Today’s big tech giants are having an impact across the U.S. in more ways than one. Amazon has grown so large that they doubled their workforce just in the last two years. According to a CNBC report, their sales have grown $15 billion year-over-year. One of the needs this has created is in construction. As these companies grow, the area will need more factories, offices and warehouse space. And that equates to big construction projects.
Just recently, Apple announced plans for a new $1 billion dollar campus in Austin, TX. Even while construction is going on, this will cause all types of new businesses to spring up in the area. From coffee houses to convenience stores, anywhere there are larger groups of people, there’s economic growth.
Economic Growth Spreads
As all economists know, these expansions have a massive effect on the surrounding communities where they’re located. It’s no coincidence a new passenger rail service is being built from Orlando to Tampa. The Orlando area is one of the most visited in America due to Disney World. When tourists come from everywhere to visit an area, it just naturally causes development in the area. Though Disney World started as just a theme park back in 1971, it has had an incredible impact on the central Florida region. There are now more businesses, restaurants, arcades, and stores than anyone could have imagined back in the 70’s. In fact, there’s an endless stream of fun things to do in the Orlando area.
Tech Giants Expected to Continue Growing
This has been the situation with the growth of tech giants like Apple and Amazon. Every area they expand into causes new restaurants to open. After all, those employees need to eat every day. They need gas for their cars, so new convenience stores with gas pumps appear in the area. They need work clothes, so new retail stores go in.
This type of growth is organic so that means it will be long-lasting growth. Plus, it does have a deep impact on all the surrounding neighborhoods. Over time, new housing projects are planned. City services must be amped up. Jobs are created. Of course, companies like Microsoft, Apple and Google rarely plan to expand into areas that can’t accommodate them. The new Apple campus in Austin, Texas is a good example.
Austin Seems Like the Perfect Place
Austin was already a thriving community. It’s the fourth best place in America to live. It is home to some of the best live music in the land.
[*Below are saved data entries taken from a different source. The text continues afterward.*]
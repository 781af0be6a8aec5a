//! CLI output formatting for `build` and `check`.
//!
//! Every report is produced by a pure `format_*` function returning lines,
//! with a thin `print_*` wrapper for stdout. Logging goes to stderr through
//! `tracing`; what is printed here is the report itself, so it stays clean
//! when piped.
//!
//! # Output Format
//!
//! ## Build
//!
//! ```text
//! October Achievements (8 items, 2 slides, 5 images)
//!     Slide 1: 6 items
//!     Slide 2: 2 items
//! November Plans (3 items, 1 slide)
//!     Slide 1: 3 items
//! Team (4 members)
//! Slots: title, subtitle, accomplished-count
//!
//! Warnings
//!     no image for 'Billing' (suggested filename: Billing-01.png)
//!
//! Wrote October-KPI.html: 11 items, 3 slides, 5 images (7/8 items matched)
//! ```
//!
//! ## Check
//!
//! ```text
//! Sections
//! 001 accomplished: October Achievements.txt (8 items)
//! 002 planned: November Plans.txt (3 items)
//!
//! Images
//! 001 Login page → Login page-01.png, Login page-02.png (1.00)
//! 002 Billing → no match
//!     Closest: Reports (0.41)
//!     Suggested filename: Billing-01.png
//! Background: background.svg
//! Team photos: TeamMember-01.png, TeamMember-02.png
//! ```

use crate::deck::{BuildSummary, CheckReport, Diagnostic, ItemMatch, SectionSummary};
use std::path::Path;

// ============================================================================
// Shared helpers
// ============================================================================

/// Format a 1-based positional index as 3-digit zero-padded.
fn format_index(pos: usize) -> String {
    format!("{:0>3}", pos)
}

fn plural(n: usize, one: &str, many: &str) -> String {
    format!("{} {}", n, if n == 1 { one } else { many })
}

fn file_name(path: &Path) -> String {
    path.file_name()
        .map(|n| n.to_string_lossy().into_owned())
        .unwrap_or_else(|| path.display().to_string())
}

fn section_header(section: &SectionSummary) -> String {
    let mut detail = vec![
        plural(section.items, "item", "items"),
        plural(section.pages.len(), "slide", "slides"),
    ];
    if section.images > 0 {
        detail.push(plural(section.images, "image", "images"));
    }
    format!("{} ({})", section.title, detail.join(", "))
}

fn warning_lines(diagnostics: &[Diagnostic]) -> Vec<String> {
    if diagnostics.is_empty() {
        return Vec::new();
    }
    let mut lines = vec![String::new(), "Warnings".to_string()];
    lines.extend(diagnostics.iter().map(|d| format!("    {d}")));
    lines
}

fn match_lines(index: usize, item: &ItemMatch) -> Vec<String> {
    match item.score {
        Some(score) => vec![format!(
            "{} {} \u{2192} {} ({:.2})",
            format_index(index),
            item.item,
            item.files.join(", "),
            score
        )],
        None => {
            let mut lines = vec![format!("{} {} \u{2192} no match", format_index(index), item.item)];
            if let Some(best) = &item.best {
                lines.push(format!("    Closest: {} ({:.2})", best.label, best.score));
            }
            if let Some(suggested) = &item.suggested_filename {
                lines.push(format!("    Suggested filename: {suggested}"));
            }
            lines
        }
    }
}

// ============================================================================
// Build
// ============================================================================

pub fn format_build_output(summary: &BuildSummary) -> Vec<String> {
    let mut lines = Vec::new();

    for section in &summary.sections {
        lines.push(section_header(section));
        for (idx, size) in section.pages.iter().enumerate() {
            lines.push(format!("    Slide {}: {}", idx + 1, plural(*size, "item", "items")));
        }
    }
    if summary.team_members > 0 {
        lines.push(format!("Team ({})", plural(summary.team_members, "member", "members")));
    }
    if !summary.slots_filled.is_empty() {
        lines.push(format!("Slots: {}", summary.slots_filled.join(", ")));
    }

    lines.extend(warning_lines(&summary.diagnostics));

    let items: usize = summary.sections.iter().map(|s| s.items).sum();
    let slides: usize = summary.sections.iter().map(|s| s.pages.len()).sum();
    let target = summary
        .output
        .as_deref()
        .map(file_name)
        .unwrap_or_else(|| "deck".to_string());
    lines.push(String::new());
    lines.push(format!(
        "Wrote {}: {}, {}, {} ({}/{} items matched)",
        target,
        plural(items, "item", "items"),
        plural(slides, "slide", "slides"),
        plural(summary.images_embedded, "image", "images"),
        summary.items_matched,
        summary.items_matched + summary.items_unmatched
    ));

    lines
}

pub fn print_build_output(summary: &BuildSummary) {
    for line in format_build_output(summary) {
        println!("{}", line);
    }
}

// ============================================================================
// Check
// ============================================================================

pub fn format_check_output(report: &CheckReport) -> Vec<String> {
    let mut lines = vec!["Sections".to_string()];
    for (idx, section) in report.sections.iter().enumerate() {
        lines.push(format!(
            "{} {}: {} ({})",
            format_index(idx + 1),
            section.section,
            file_name(&section.file),
            plural(section.items, "item", "items")
        ));
    }

    lines.push(String::new());
    lines.push("Images".to_string());
    if report.matches.is_empty() {
        lines.push("    (no accomplished items)".to_string());
    }
    for (idx, item) in report.matches.iter().enumerate() {
        lines.extend(match_lines(idx + 1, item));
    }
    if let Some(background) = &report.background {
        lines.push(format!("Background: {background}"));
    }
    if !report.team_photos.is_empty() {
        lines.push(format!("Team photos: {}", report.team_photos.join(", ")));
    }

    let unclaimed: Vec<&Diagnostic> = report
        .diagnostics
        .iter()
        .filter(|d| matches!(d, Diagnostic::UnclaimedAssetGroup { .. }))
        .collect();
    let matched = report.matches.iter().filter(|m| m.score.is_some()).count();
    lines.extend(warning_lines(&report.diagnostics));
    lines.push(String::new());
    lines.push(format!(
        "{}/{} items matched, {} unused",
        matched,
        report.matches.len(),
        plural(unclaimed.len(), "image group", "image groups")
    ));

    lines
}

pub fn print_check_output(report: &CheckReport) {
    for line in format_check_output(report) {
        println!("{}", line);
    }
}

#[cfg(test)]
mod tests {
    use super::*;
    use crate::deck::{BestCandidate, SectionKind, SectionReport};
    use std::path::PathBuf;

    fn summary() -> BuildSummary {
        BuildSummary {
            output: Some(PathBuf::from("/tmp/deck/October-KPI.html")),
            sections: vec![
                SectionSummary {
                    section: SectionKind::Accomplished,
                    title: "October Achievements".into(),
                    items: 8,
                    pages: vec![6, 2],
                    images: 5,
                },
                SectionSummary {
                    section: SectionKind::Planned,
                    title: "November Plans".into(),
                    items: 1,
                    pages: vec![1],
                    images: 0,
                },
            ],
            team_members: 0,
            images_embedded: 5,
            items_matched: 7,
            items_unmatched: 1,
            slots_filled: vec!["title".into(), "subtitle".into()],
            diagnostics: Vec::new(),
        }
    }

    #[test]
    fn format_index_pads() {
        assert_eq!(format_index(1), "001");
        assert_eq!(format_index(42), "042");
    }

    #[test]
    fn build_output_lists_sections_and_slides() {
        let lines = format_build_output(&summary());
        assert_eq!(lines[0], "October Achievements (8 items, 2 slides, 5 images)");
        assert_eq!(lines[1], "    Slide 1: 6 items");
        assert_eq!(lines[2], "    Slide 2: 2 items");
        assert_eq!(lines[3], "November Plans (1 item, 1 slide)");
        assert_eq!(lines[4], "    Slide 1: 1 item");
        assert_eq!(lines[5], "Slots: title, subtitle");
    }

    #[test]
    fn build_output_summary_line() {
        let lines = format_build_output(&summary());
        assert_eq!(
            lines.last().unwrap(),
            "Wrote October-KPI.html: 9 items, 3 slides, 5 images (7/8 items matched)"
        );
        assert!(!lines.iter().any(|l| l == "Warnings"));
    }

    #[test]
    fn build_output_lists_warnings() {
        let mut s = summary();
        s.team_members = 2;
        s.diagnostics.push(Diagnostic::MissingRegion {
            region: "timeline".into(),
        });
        let lines = format_build_output(&s);
        assert!(lines.contains(&"Team (2 members)".to_string()));
        let warnings = lines.iter().position(|l| l == "Warnings").unwrap();
        assert_eq!(
            lines[warnings + 1],
            "    template has no 'timeline' region, section not rendered"
        );
    }

    #[test]
    fn check_output_matched_and_unmatched() {
        let report = CheckReport {
            sections: vec![SectionReport {
                section: SectionKind::Accomplished,
                file: PathBuf::from("deck/October Achievements.txt"),
                label: Some("October".into()),
                items: 2,
            }],
            matches: vec![
                ItemMatch {
                    item: "Login page".into(),
                    files: vec!["Login page-01.png".into(), "Login page-02.png".into()],
                    score: Some(1.0),
                    best: None,
                    suggested_filename: None,
                },
                ItemMatch {
                    item: "Billing".into(),
                    files: vec![],
                    score: None,
                    best: Some(BestCandidate {
                        label: "Reports".into(),
                        score: 0.4,
                    }),
                    suggested_filename: Some("Billing-01.png".into()),
                },
            ],
            background: Some("background.svg".into()),
            team_photos: vec![],
            diagnostics: vec![Diagnostic::UnclaimedAssetGroup {
                group: "Reports".into(),
                files: vec!["Reports.png".into()],
            }],
        };
        let lines = format_check_output(&report);
        assert_eq!(lines[1], "001 accomplished: October Achievements.txt (2 items)");
        assert!(lines.contains(
            &"001 Login page \u{2192} Login page-01.png, Login page-02.png (1.00)".to_string()
        ));
        assert!(lines.contains(&"002 Billing \u{2192} no match".to_string()));
        assert!(lines.contains(&"    Closest: Reports (0.40)".to_string()));
        assert!(lines.contains(&"    Suggested filename: Billing-01.png".to_string()));
        assert!(lines.contains(&"Background: background.svg".to_string()));
        assert_eq!(lines.last().unwrap(), "1/2 items matched, 1 image group unused");
    }
}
It is also known for craft beer breweries and excellent food trucks. There are lakes, rivers, hiking, biking and even a well-known raceway. Apple Computers did their homework well before selecting the Austin area for the $1 billion expansion. The weather is great year-round and the economy was already strong. But the new Apple campus will cause all new growth and exciting opportunities for business owners that can’t even be imagined now.
It could attract researchers. After all, there are a number of great colleges in the Austin area including the University of Texas at Austin. Students and teachers usually create their own culture.
Alabama & Amazon, A Perfect Match
A $325 million Amazon fulfillment center is underway in Bessemer, Alabama. This will be Amazon’s largest project to date. There’s no calculating the incredible impact that this will have on the surrounding areas. Bessemer is a small town located southwest o1f Birmingham. Over the next 20 years, that area will most likely double in size simply due to Amazon’s presence. This will provide better quality jobs for the people there and it will draw developers in to build stores, homes, schools, gas stations and restaurants.
This is a win for everyone. New neighborhoods are built, restaurant chains will expand into these areas. This will create a need for bus and train service, not to mention Uber and Lyft. As large companies like Apple, Microsoft and Google continue growing all over the world, their presence will bring opportunities for new start-ups. Growth like this seems to feed on itself and when we’re talking about building a strong economy, there’s not much of a downside. Unless it’s the impact that humans have on the environment during industrial growth spurts. And that’s a topic for another post.